59. In so far as the judgment of this Court in case of M/s. Dosti Corporation (supra) relied upon by the learned counsel for the respondent no.1 is concerned, the said judgment is distinguished by the learned senior counsel on the ground that the developer in the said matter had constructed new buildings after formation of the society without taking specific consent from the flat purchasers in the other buildings. The facts before this Court were totally different in that matter and are clearly distinguishable. In that matter the entire FSI was already consumed by the developer, whereas in this matter 145 sq. ft. FSI was still available with the developer when the said agreement was entered into between the appellants and the respondent nos. 2 and 3.

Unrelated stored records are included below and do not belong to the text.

//! Order workflow client.
//!
//! The workflow owns the order state machine (billing charge, telco
//! provisioning). This service only creates, aborts and retries orders and
//! reads their status.

use crate::models::{OrderRef, OrderStatus};
use async_trait::async_trait;
use reqwest::{Client, Response};
use serde::{Deserialize, Serialize};
use service_core::error::AppError;
use service_core::observability::TracedClientExt;
use std::time::Duration;
use uuid::Uuid;

#[async_trait]
pub trait OrderWorkflow: Send + Sync {
    async fn create_renew_plan(
        &self,
        user_id: Uuid,
        offer_id: Uuid,
        subscription_id: Uuid,
        period_id: Uuid,
    ) -> Result<OrderRef, AppError>;

    async fn create_deactivate_plan(
        &self,
        user_id: Uuid,
        subscription_id: Uuid,
    ) -> Result<OrderRef, AppError>;

    async fn abort(&self, order_id: Uuid) -> Result<(), AppError>;

    async fn retry(&self, order_id: Uuid) -> Result<(), AppError>;

    async fn get_order(&self, order_id: Uuid) -> Result<OrderRef, AppError>;
}

#[derive(Debug, Serialize)]
#[serde(rename_all = "camelCase")]
struct RenewPlanRequest {
    user_id: Uuid,
    offer_id: Uuid,
    subscription_id: Uuid,
    subscription_period_id: Uuid,
}

#[derive(Debug, Serialize)]
#[serde(rename_all = "camelCase")]
struct DeactivatePlanRequest {
    user_id: Uuid,
    subscription_id: Uuid,
}

#[derive(Debug, Deserialize)]
struct OrderResponse {
    id: Uuid,
    status: OrderStatus,
}

impl From<OrderResponse> for OrderRef {
    fn from(response: OrderResponse) -> Self {
        OrderRef {
            order_id: response.id,
            status: response.status,
        }
    }
}

/// HTTP client for the order workflow service.
#[derive(Clone)]
pub struct HttpOrderWorkflow {
    client: Client,
    base_url: String,
}

impl HttpOrderWorkflow {
    pub fn new(base_url: impl Into<String>, timeout: Duration) -> Result<Self, AppError> {
        let client = Client::builder()
            .timeout(timeout)
            .build()
            .map_err(|e| AppError::ConfigError(anyhow::anyhow!("Invalid HTTP client: {}", e)))?;

        Ok(Self {
            client,
            base_url: base_url.into().trim_end_matches('/').to_string(),
        })
    }

    async fn check(response: Response, operation: &str) -> Result<Response, AppError> {
        let status = response.status();
        if status.is_success() {
            return Ok(response);
        }

        let body = response.text().await.unwrap_or_default();
        tracing::error!(status = %status, body = %body, operation, "Order workflow call failed");

        if status == reqwest::StatusCode::NOT_FOUND {
            Err(AppError::NotFound(anyhow::anyhow!("Order not found")))
        } else if status.is_server_error() {
            Err(AppError::ServiceUnavailable)
        } else {
            Err(AppError::BadGateway(format!(
                "order workflow {} returned {}",
                operation, status
            )))
        }
    }
}

#[async_trait]
impl OrderWorkflow for HttpOrderWorkflow {
    #[tracing::instrument(skip(self))]
    async fn create_renew_plan(
        &self,
        user_id: Uuid,
        offer_id: Uuid,
        subscription_id: Uuid,
        period_id: Uuid,
    ) -> Result<OrderRef, AppError> {
        let url = format!("{}/orders/renew-plan", self.base_url);
        let request = RenewPlanRequest {
            user_id,
            offer_id,
            subscription_id,
            subscription_period_id: period_id,
        };

        let response = self.client.traced_post(&url).json(&request).send().await?;
        let order: OrderResponse = Self::check(response, "renew-plan").await?.json().await?;

        tracing::info!(order_id = %order.id, "Renewal order created");
        Ok(order.into())
    }

    #[tracing::instrument(skip(self))]
    async fn create_deactivate_plan(
        &self,
        user_id: Uuid,
        subscription_id: Uuid,
    ) -> Result<OrderRef, AppError> {
        let url = format!("{}/orders/deactivate-plan", self.base_url);
        let request = DeactivatePlanRequest {
            user_id,
            subscription_id,
        };

        let response = self.client.traced_post(&url).json(&request).send().await?;
        let order: OrderResponse = Self::check(response, "deactivate-plan").await?.json().await?;

        tracing::info!(order_id = %order.id, "Deactivation order created");
        Ok(order.into())
    }

    #[tracing::instrument(skip(self))]
    async fn abort(&self, order_id: Uuid) -> Result<(), AppError> {
        let url = format!("{}/orders/{}/abort", self.base_url, order_id);
        let response = self.client.traced_post(&url).send().await?;
        Self::check(response, "abort").await?;
        Ok(())
    }

    #[tracing::instrument(skip(self))]
    async fn retry(&self, order_id: Uuid) -> Result<(), AppError> {
        let url = format!("{}/orders/{}/retry", self.base_url, order_id);
        let response = self.client.traced_post(&url).send().await?;
        Self::check(response, "retry").await?;
        Ok(())
    }

    #[tracing::instrument(skip(self))]
    async fn get_order(&self, order_id: Uuid) -> Result<OrderRef, AppError> {
        let url = format!("{}/orders/{}", self.base_url, order_id);
        let response = self.client.traced_get(&url).send().await?;
        let order: OrderResponse = Self::check(response, "get").await?.json().await?;
        Ok(order.into())
    }
}
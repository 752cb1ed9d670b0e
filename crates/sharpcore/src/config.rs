//! 設定檔持久化模組
//!
//! 每個 world 一個目錄：`<config_dir>/sharpmud/worlds/<name>/`
//! - `settings.json`：連線與輸出設定（[`WorldSettings`]）
//! - `config.set`：別名、觸發器、巨集、頻道的指令文字

use std::collections::HashMap;
use std::fs;
use std::io;
use std::path::{Path, PathBuf};
use std::time::Duration;

use serde::{Deserialize, Serialize};
use sha2::{Digest, Sha256};
use thiserror::Error;
use tracing::{debug, info};

const SETTINGS_FILE: &str = "settings.json";
const SCRIPT_FILE: &str = "config.set";

/// 設定存取錯誤
#[derive(Debug, Error)]
pub enum StoreError {
    #[error("IO 錯誤: {0}")]
    Io(#[from] io::Error),

    #[error("設定格式錯誤: {0}")]
    Json(#[from] serde_json::Error),

    #[error("找不到系統設定目錄")]
    NoConfigDir,
}

/// 單一 world 的設定
#[derive(Debug, Clone, PartialEq, Eq, Serialize, Deserialize)]
pub struct WorldSettings {
    pub name: String,
    #[serde(default)]
    pub host: String,
    #[serde(default = "default_port")]
    pub port: u16,
    /// 文字編碼標籤（`utf-8`、`big5`…）
    #[serde(default = "default_encoding")]
    pub encoding: String,
    /// 命令堆疊分隔符，空字串表示停用
    #[serde(default)]
    pub command_stacking: String,
    #[serde(default = "default_true")]
    pub speech: bool,
    #[serde(default)]
    pub braille: bool,
    /// 計時器檢查間隔（毫秒）
    #[serde(default = "default_timer_tick")]
    pub timer_tick_ms: u64,
}

fn default_port() -> u16 {
    23
}

fn default_encoding() -> String {
    "utf-8".to_string()
}

fn default_true() -> bool {
    true
}

fn default_timer_tick() -> u64 {
    100
}

impl Default for WorldSettings {
    fn default() -> Self {
        Self::new("default")
    }
}

impl WorldSettings {
    pub fn new(name: impl Into<String>) -> Self {
        Self {
            name: name.into(),
            host: String::new(),
            port: default_port(),
            encoding: default_encoding(),
            command_stacking: String::new(),
            speech: true,
            braille: false,
            timer_tick_ms: default_timer_tick(),
        }
    }

    pub fn timer_tick(&self) -> Duration {
        Duration::from_millis(self.timer_tick_ms.max(1))
    }
}

/// world 設定的磁碟存取
#[derive(Debug)]
pub struct WorldStore {
    root: PathBuf,
    /// 最近一次讀寫的 `config.set` 摘要，內容沒變就不寫入
    digests: HashMap<String, Vec<u8>>,
}

impl WorldStore {
    pub fn new(root: impl Into<PathBuf>) -> Self {
        Self {
            root: root.into(),
            digests: HashMap::new(),
        }
    }

    /// 系統預設位置
    pub fn default_root() -> Result<PathBuf, StoreError> {
        dirs::config_dir()
            .map(|dir| dir.join("sharpmud"))
            .ok_or(StoreError::NoConfigDir)
    }

    pub fn root(&self) -> &Path {
        &self.root
    }

    /// world 目錄
    pub fn world_dir(&self, name: &str) -> PathBuf {
        self.root.join("worlds").join(name)
    }

    /// 讀取設定；檔案不存在時回傳預設值
    pub fn load_settings(&self, name: &str) -> Result<WorldSettings, StoreError> {
        let path = self.world_dir(name).join(SETTINGS_FILE);
        if !path.exists() {
            debug!("設定檔不存在，使用預設值: {}", path.display());
            return Ok(WorldSettings::new(name));
        }
        let content = fs::read_to_string(&path)?;
        Ok(serde_json::from_str(&content)?)
    }

    pub fn save_settings(&self, settings: &WorldSettings) -> Result<(), StoreError> {
        let dir = self.world_dir(&settings.name);
        fs::create_dir_all(&dir)?;
        let content = serde_json::to_string_pretty(settings)?;
        fs::write(dir.join(SETTINGS_FILE), content)?;
        Ok(())
    }

    /// 讀取 `config.set`；檔案不存在時回傳空字串
    pub fn load_script(&mut self, name: &str) -> Result<String, StoreError> {
        let path = self.world_dir(name).join(SCRIPT_FILE);
        let content = if path.exists() {
            fs::read_to_string(&path)?
        } else {
            String::new()
        };
        self.digests.insert(name.to_string(), digest(&content));
        Ok(content)
    }

    /// 寫入 `config.set`；內容與上次相同時略過，回傳是否實際寫入
    pub fn save_script(&mut self, name: &str, content: &str) -> Result<bool, StoreError> {
        let hash = digest(content);
        if self.digests.get(name) == Some(&hash) {
            debug!(world = name, "config.set 未變更，略過寫入");
            return Ok(false);
        }

        let dir = self.world_dir(name);
        fs::create_dir_all(&dir)?;
        fs::write(dir.join(SCRIPT_FILE), content)?;
        self.digests.insert(name.to_string(), hash);
        info!(world = name, "已儲存 config.set");
        Ok(true)
    }

    /// 所有已存在的 world 名稱（排序）
    pub fn list_worlds(&self) -> Result<Vec<String>, StoreError> {
        let dir = self.root.join("worlds");
        if !dir.exists() {
            return Ok(Vec::new());
        }

        let mut names = Vec::new();
        for entry in fs::read_dir(&dir)? {
            let entry = entry?;
            if entry.file_type()?.is_dir() {
                names.push(entry.file_name().to_string_lossy().into_owned());
            }
        }
        names.sort();
        Ok(names)
    }
}

fn digest(content: &str) -> Vec<u8> {
    Sha256::digest(content.as_bytes()).to_vec()
}

#[cfg(test)]
mod tests {
    use super::*;

    #[test]
    fn test_settings_defaults() {
        let settings: WorldSettings = serde_json::from_str(r#"{"name": "aardwolf"}"#).unwrap();
        assert_eq!(settings, WorldSettings::new("aardwolf"));
        assert_eq!(settings.port, 23);
        assert_eq!(settings.encoding, "utf-8");
        assert!(settings.command_stacking.is_empty());
    }

    #[test]
    fn test_settings_round_trip() {
        let dir = tempfile::tempdir().unwrap();
        let store = WorldStore::new(dir.path());

        let mut settings = WorldSettings::new("aardwolf");
        settings.host = "aardmud.org".to_string();
        settings.port = 4000;
        store.save_settings(&settings).unwrap();

        assert_eq!(store.load_settings("aardwolf").unwrap(), settings);
        assert_eq!(store.list_worlds().unwrap(), vec!["aardwolf".to_string()]);
    }

    #[test]
    fn test_missing_world_uses_defaults() {
        let dir = tempfile::tempdir().unwrap();
        let mut store = WorldStore::new(dir.path());
        assert_eq!(store.load_settings("nowhere").unwrap().name, "nowhere");
        assert_eq!(store.load_script("nowhere").unwrap(), "");
        assert!(store.list_worlds().unwrap().is_empty());
    }

    #[test]
    fn test_unchanged_script_is_not_rewritten() {
        let dir = tempfile::tempdir().unwrap();
        let mut store = WorldStore::new(dir.path());

        assert!(store.save_script("w", "#alias kk {kill kobold}\n").unwrap());
        assert!(!store.save_script("w", "#alias kk {kill kobold}\n").unwrap());
        assert!(store.save_script("w", "#alias kk {kill orc}\n").unwrap());

        let mut reopened = WorldStore::new(dir.path());
        assert_eq!(reopened.load_script("w").unwrap(), "#alias kk {kill orc}\n");
        assert!(!reopened.save_script("w", "#alias kk {kill orc}\n").unwrap());
    }
}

60. In so far as the judgment of this Court in case of Madhuvihar Co-op. Hsg. Soc. Ltd. and Ors. (supra) relied upon by the learned counsel for respondent no.1 is concerned, learned senior counsel submits that there is no dispute about the proposition of law laid down by this Court in the said judgment. In this case, the developer had brought to the notice of all the flat purchasers in their respective agreement that there was a separate terrace and no other flat purchasers would be entitled to make any claim or will have right, title or interest except the purchasers who would be sold the said terrace. The other flat purchasers were also aware of balance FSI available to the developers for carrying out construction. He submit that if the developer could have constructed a room by utilizing the said 145 sq. ft. FSI, no flat purchasers could have raised any objection. The developers have sold the said FSI to the appellants. The appellants rightly constructed three sides walls by utilizing the said FSI on which none of the flat purchasers had any right, title or interest of any nature whatsoever. No such objection thus could be raised by the members of the respondent no.1 society or even by the society itself.

61. Mr. Khan, learned counsel for the respondent no.1 society submits that no construction could be carried out under the water tank by the appellants.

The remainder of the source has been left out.